I once sat through a particularly tense meeting where I was the lone faculty person objecting to a new policy being proposed by the dean. Having served at a wider range of institutions than most of my colleagues, I had some clear ideas about the drawbacks of his proposal, and I said so. My open disagreement was a departure from the institution’s southern White culture, with its deference to authority, indirect communication, and passive-aggressive approach to conflict. The discomfort of my White colleagues was visceral as the dean and I verbally sparred. One male colleague even tried to downplay my critique, saying that I actually agreed with the proposal, but was pointing out ways it could be improved. I quickly retorted that was not the case and that I had, in fact, “said what I said.”
After the meeting ended and the dean had left the room, a White female colleague asked if we needed someone to intervene to repair the breach in our relationship. While I did not think our difference of opinion represented a breach, I walked directly to the dean’s office. “Hey, I just want to make sure we’re okay. I know I was tough on you in there, but it was because I knew you’re a straight-shooter and you can take it.”

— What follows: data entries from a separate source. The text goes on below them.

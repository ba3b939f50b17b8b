//! Built-in site templates using the Tera template engine
//!
//! All templates are embedded in the binary. Text coming from the content
//! repository goes through the `escape_html` filter; rendered rich text is
//! inserted with `safe`.

use anyhow::Result;
use serde::Serialize;
use std::collections::HashMap;
use tera::{Context, Tera};

use crate::config::SiteConfig;
use crate::content::{reading_time, richtext, PostDetail, PostSummary, PostsPage};
use crate::helpers::{
    date_xml, display_date, full_url_for, html_escape, meta_generator, post_path, url_for,
};

/// Header logo, written to `images/logo.svg`
pub const LOGO_SVG: &str = include_str!("site/assets/logo.svg");

/// Template renderer with the embedded site templates
pub struct TemplateRenderer {
    tera: Tera,
    config: SiteConfig,
}

impl TemplateRenderer {
    /// Create a new renderer with all templates loaded
    pub fn new(config: &SiteConfig) -> Result<Self> {
        let mut tera = Tera::default();

        // Escaping is explicit via the escape_html filter
        tera.autoescape_on(vec![]);

        tera.add_raw_templates(vec![
            ("layout.html", include_str!("site/layout.html")),
            ("macros.html", include_str!("site/macros.html")),
            ("index.html", include_str!("site/index.html")),
            ("cards.html", include_str!("site/cards.html")),
            ("post.html", include_str!("site/post.html")),
            ("loading.html", include_str!("site/loading.html")),
            ("not_found.html", include_str!("site/not_found.html")),
            // Partials
            (
                "partials/header.html",
                include_str!("site/partials/header.html"),
            ),
        ])?;

        tera.register_filter("escape_html", escape_html_filter);

        Ok(Self {
            tera,
            config: config.clone(),
        })
    }

    /// Render a template with given context
    pub fn render(&self, template_name: &str, context: &Context) -> Result<String> {
        Ok(self.tera.render(template_name, context)?)
    }

    fn base_context(&self) -> Context {
        let mut context = Context::new();
        context.insert(
            "config",
            &ConfigData {
                title: self.config.title.clone(),
                root: url_for(&self.config, ""),
                language: self.config.language.clone(),
            },
        );
        context.insert("generator", &meta_generator());
        context
    }

    /// Listing page (`/`) for the first page of posts
    pub fn render_listing(&self, page: &PostsPage) -> Result<String> {
        let mut context = self.base_context();
        context.insert("posts", &self.cards(&page.results));
        context.insert("next_page", &page.next_page);
        self.render("index.html", &context)
    }

    /// Post cards only, appended by the "load more" control
    pub fn render_cards(&self, posts: &[PostSummary]) -> Result<String> {
        let mut context = self.base_context();
        context.insert("posts", &self.cards(posts));
        self.render("cards.html", &context)
    }

    /// Detail page (`/post/{uid}/`)
    pub fn render_post(&self, post: &PostDetail) -> Result<String> {
        let mut context = self.base_context();
        context.insert("post", &self.post_data(post));
        self.render("post.html", &context)
    }

    /// Placeholder shown while a post page is being generated
    pub fn render_loading(&self) -> Result<String> {
        self.render("loading.html", &self.base_context())
    }

    pub fn render_not_found(&self) -> Result<String> {
        self.render("not_found.html", &self.base_context())
    }

    fn cards(&self, posts: &[PostSummary]) -> Vec<CardData> {
        posts
            .iter()
            .map(|post| CardData {
                uid: post.uid.clone(),
                path: url_for(&self.config, &post_path(&post.uid)),
                title: post.title.clone(),
                subtitle: post.subtitle.clone(),
                author: post.author.clone(),
                date: display_date(post.first_publication_date.as_deref()),
                datetime: date_xml(post.first_publication_date.as_deref()),
            })
            .collect()
    }

    fn post_data(&self, post: &PostDetail) -> PostData {
        PostData {
            uid: post.uid.clone(),
            canonical: full_url_for(&self.config, &post_path(&post.uid)),
            title: post.title.clone(),
            author: post.author.clone(),
            banner: post.banner.clone(),
            date: display_date(post.first_publication_date.as_deref()),
            datetime: date_xml(post.first_publication_date.as_deref()),
            reading_time: reading_time(&post.content, self.config.words_per_minute),
            sections: post
                .content
                .iter()
                .map(|section| SectionData {
                    heading: section.heading.clone(),
                    html: richtext::as_html(&section.body),
                })
                .collect(),
        }
    }
}

/// Tera filter: escape HTML special characters
fn escape_html_filter(
    value: &tera::Value,
    _args: &HashMap<String, tera::Value>,
) -> tera::Result<tera::Value> {
    let s = tera::try_get_value!("escape_html", "value", String, value);
    Ok(tera::Value::String(html_escape(&s)))
}

/// Data structures for template context

#[derive(Debug, Clone, Serialize)]
pub struct ConfigData {
    pub title: String,
    pub root: String,
    pub language: String,
}

#[derive(Debug, Clone, Serialize)]
pub struct CardData {
    pub uid: String,
    pub path: String,
    pub title: String,
    pub subtitle: String,
    pub author: String,
    pub date: String,
    pub datetime: String,
}

#[derive(Debug, Clone, Serialize)]
pub struct PostData {
    pub uid: String,
    pub canonical: String,
    pub title: String,
    pub author: String,
    pub banner: String,
    pub date: String,
    pub datetime: String,
    pub reading_time: usize,
    pub sections: Vec<SectionData>,
}

#[derive(Debug, Clone, Serialize)]
pub struct SectionData {
    pub heading: String,
    pub html: String,
}

#[cfg(test)]
mod tests {
    use super::*;
    use crate::client::memory::sample_post;

    fn renderer() -> TemplateRenderer {
        TemplateRenderer::new(&SiteConfig::default()).unwrap()
    }

    fn summary(uid: &str, title: &str, date: Option<&str>) -> PostSummary {
        PostSummary {
            uid: uid.to_string(),
            first_publication_date: date.map(str::to_string),
            title: title.to_string(),
            subtitle: "Pensando em sincronização em vez de ciclos de vida.".to_string(),
            author: "Joseph Oliveira".to_string(),
        }
    }

    #[test]
    fn test_listing_with_cursor_has_load_more() {
        let page = PostsPage {
            results: vec![summary(
                "como-utilizar-hooks",
                "Como utilizar Hooks",
                Some("2021-03-15T19:25:28+0000"),
            )],
            next_page: Some("https://blog.cdn.prismic.io/api/v2/documents/search?page=2&pageSize=1".to_string()),
        };

        let html = renderer().render_listing(&page).unwrap();

        assert!(html.contains("Como utilizar Hooks"));
        assert!(html.contains(r#"href="/post/como-utilizar-hooks/""#));
        assert!(html.contains("15 mar 2021"));
        assert!(html.contains("Carregar mais posts"));
        assert!(html.contains("page=2&amp;pageSize=1"));
        assert!(html.contains(r#"src="/images/logo.svg""#));
    }

    #[test]
    fn test_listing_without_cursor_has_no_load_more() {
        let page = PostsPage {
            results: vec![summary("a", "A", None)],
            next_page: None,
        };

        let html = renderer().render_listing(&page).unwrap();

        assert!(!html.contains("Carregar mais posts"));
        assert!(!html.contains("<script>"));
        assert!(html.contains("Não publicado"));
    }

    #[test]
    fn test_cards_escape_titles() {
        let html = renderer()
            .render_cards(&[summary("x", "<script>alert(1)</script>", None)])
            .unwrap();
        assert!(html.contains("&lt;script&gt;alert(1)&lt;/script&gt;"));
        assert!(!html.contains("<script>"));
    }

    #[test]
    fn test_post_page() {
        let post = sample_post("como-utilizar-hooks", 0);
        let html = renderer().render_post(&post).unwrap();

        assert!(html.contains("<title>Post como-utilizar-hooks | Space Traveling</title>"));
        assert!(html.contains("<h1>Post como-utilizar-hooks</h1>"));
        assert!(html.contains("Joseph Oliveira"));
        assert!(html.contains("15 mar 2021"));
        assert!(html.contains(r#"src="https://images.prismic.io/como-utilizar-hooks.png""#));
        assert!(html.contains("1 min"));
        assert!(html.contains(
            r#"<link rel="canonical" href="http://localhost:3000/post/como-utilizar-hooks/">"#
        ));
        assert_eq!(html.matches(r#"<section class="post-content">"#).count(), 2);
        assert!(html.contains("<h2>Proin et varius</h2>"));
        assert!(html.contains("<p>Lorem ipsum dolor sit amet</p>"));
        assert!(html.contains("<p>Nullam dictum &lt;b&gt;felis&lt;/b&gt;</p>"));
    }

    #[test]
    fn test_loading_and_not_found() {
        let renderer = renderer();
        assert!(renderer.render_loading().unwrap().contains("Carregando..."));
        assert!(renderer
            .render_not_found()
            .unwrap()
            .contains("Post não encontrado"));
    }
}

He laughed: “One thing that I know about you is that if I tell you an idea that you dislike, you’ll let me know on the spot. I don’t have to guess what you think. Your colleagues, though, will smile and nod, letting me think I’m on the right track. Then three days later, they’ll send a five-page email telling me why they disagree. Meanwhile, I’ve been wasting my time pushing forward something that won’t work.” We agreed that we would keep sparring and we would let one another know if it crossed the line.

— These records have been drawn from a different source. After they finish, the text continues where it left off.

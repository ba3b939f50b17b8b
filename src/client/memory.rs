//! In-memory content source for tests

use async_trait::async_trait;
use std::sync::atomic::{AtomicUsize, Ordering};

use super::{ContentError, ContentSource};
use crate::content::{PostDetail, PostsPage, RichTextBlock, Section};

const CURSOR_PREFIX: &str = "memory://posts?page=";

/// Serves a fixed list of posts, paginated by index
pub struct MemorySource {
    posts: Vec<PostDetail>,
    page_size: usize,
    fail_pages: bool,
    page_fetches: AtomicUsize,
    detail_fetches: AtomicUsize,
}

impl MemorySource {
    pub fn new(posts: Vec<PostDetail>) -> Self {
        Self {
            posts,
            page_size: 0,
            fail_pages: false,
            page_fetches: AtomicUsize::new(0),
            detail_fetches: AtomicUsize::new(0),
        }
    }

    /// Force a page size regardless of what callers ask for
    pub fn with_page_size(mut self, page_size: usize) -> Self {
        self.page_size = page_size;
        self
    }

    /// Make every page request fail
    pub fn failing(mut self) -> Self {
        self.fail_pages = true;
        self
    }

    pub fn page_fetches(&self) -> usize {
        self.page_fetches.load(Ordering::SeqCst)
    }

    pub fn detail_fetches(&self) -> usize {
        self.detail_fetches.load(Ordering::SeqCst)
    }

    fn page(&self, page: usize, size: usize) -> Result<PostsPage, ContentError> {
        self.page_fetches.fetch_add(1, Ordering::SeqCst);
        if self.fail_pages {
            return Err(ContentError::Status {
                status: 503,
                url: format!("{}{}", CURSOR_PREFIX, page),
            });
        }

        let size = if self.page_size > 0 { self.page_size } else { size.max(1) };
        let start = (page - 1) * size;
        let results = self
            .posts
            .iter()
            .skip(start)
            .take(size)
            .map(PostDetail::summary)
            .collect();
        let next_page = (start + size < self.posts.len())
            .then(|| format!("{}{}&size={}", CURSOR_PREFIX, page + 1, size));

        Ok(PostsPage { results, next_page })
    }
}

#[async_trait]
impl ContentSource for MemorySource {
    async fn query_posts(&self, page_size: usize) -> Result<PostsPage, ContentError> {
        self.page(1, page_size)
    }

    async fn fetch_next_page(&self, cursor: &str) -> Result<PostsPage, ContentError> {
        let parsed = cursor.strip_prefix(CURSOR_PREFIX).and_then(|rest| {
            let (page, size) = rest.split_once("&size=")?;
            Some((page.parse().ok()?, size.parse().ok()?))
        });
        match parsed {
            Some((page, size)) if page > 0 => self.page(page, size),
            _ => Err(ContentError::ForeignCursor(cursor.to_string())),
        }
    }

    async fn get_post_by_uid(&self, uid: &str) -> Result<PostDetail, ContentError> {
        self.detail_fetches.fetch_add(1, Ordering::SeqCst);
        self.posts
            .iter()
            .find(|p| p.uid == uid)
            .cloned()
            .ok_or_else(|| ContentError::NotFound {
                uid: uid.to_string(),
            })
    }
}

/// A post with two sections, dated 15 March 2021 plus `n` days
pub fn sample_post(uid: &str, n: u32) -> PostDetail {
    PostDetail {
        uid: uid.to_string(),
        first_publication_date: Some(format!("2021-03-{:02}T19:25:28+0000", 15 + n)),
        title: format!("Post {}", uid),
        author: "Joseph Oliveira".to_string(),
        banner: format!("https://images.prismic.io/{}.png", uid),
        content: vec![
            Section {
                heading: "Proin et varius".to_string(),
                body: vec![RichTextBlock::paragraph("Lorem ipsum dolor sit amet")],
            },
            Section {
                heading: "Cras laoreet".to_string(),
                body: vec![RichTextBlock::paragraph("Nullam dictum <b>felis</b>")],
            },
        ],
    }
}

/// `count` sample posts with uids `post-1` .. `post-N`
pub fn sample_posts(count: u32) -> Vec<PostDetail> {
    (1..=count)
        .map(|i| sample_post(&format!("post-{}", i), i))
        .collect()
}
//! CLI command implementations

pub mod clean;
pub mod generate;
pub mod list;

Ironically, in the days that followed, multiple colleagues approached to let me know that they agreed with my critique of the proposal and were glad that I spoke up.
This is the most maddening aspect of all: the silent pseudo-allyship of White colleagues who rely upon us to voice the perspectives that they are unwilling to speak, despite having the institutional and interpersonal power to do so. Repeatedly, they leave Black women out on a ledge, even when they have promised to accompany us. After watching from a distance as we bear the brunt of being the solo voice, they sidle up surreptitiously like Nicodemus in the night, happy to reap the benefits of our risk-taking. “Thank you for speaking up. I agree with everything you said.” It is a scene that plays out again and again, at least until weary of being the sacrificial lamb, we commit ourselves to silence.
“Today,” I said to my mother, “I am not going to say anything.”
And yet I did.
I am new to being higher ed staff: a college chaplain at a PWI in the Midwest (grew up in the South). The phenomenon about speaking out and white colleagues agreeing in silence or after the fact is relatable AF. I also feel torn about whether to speak as someone also impacted by gendered racism +
racialized sexism. It is exhausting and lonely. Another phenomenon that leaves me feeling like Black women and non-men's voices aren't valued is when I see white colleagues perform taking our influence, but rejecting it in action. I don't know why white folks think this is less hurtful.... It just breaks trust.
Thank you for being that voice. I understand how isolating it can feel, but know there are bright young minds coming behind you and your voice continues to pave the way for them as the way was paved for you.
It may not seem equal, but the goal should be each one reach. Or teach one.
Just remember to take that cape off and get it cleaned every now and then, (Sacred Self-Care) but know there are many of us who appreciate your “super powers”.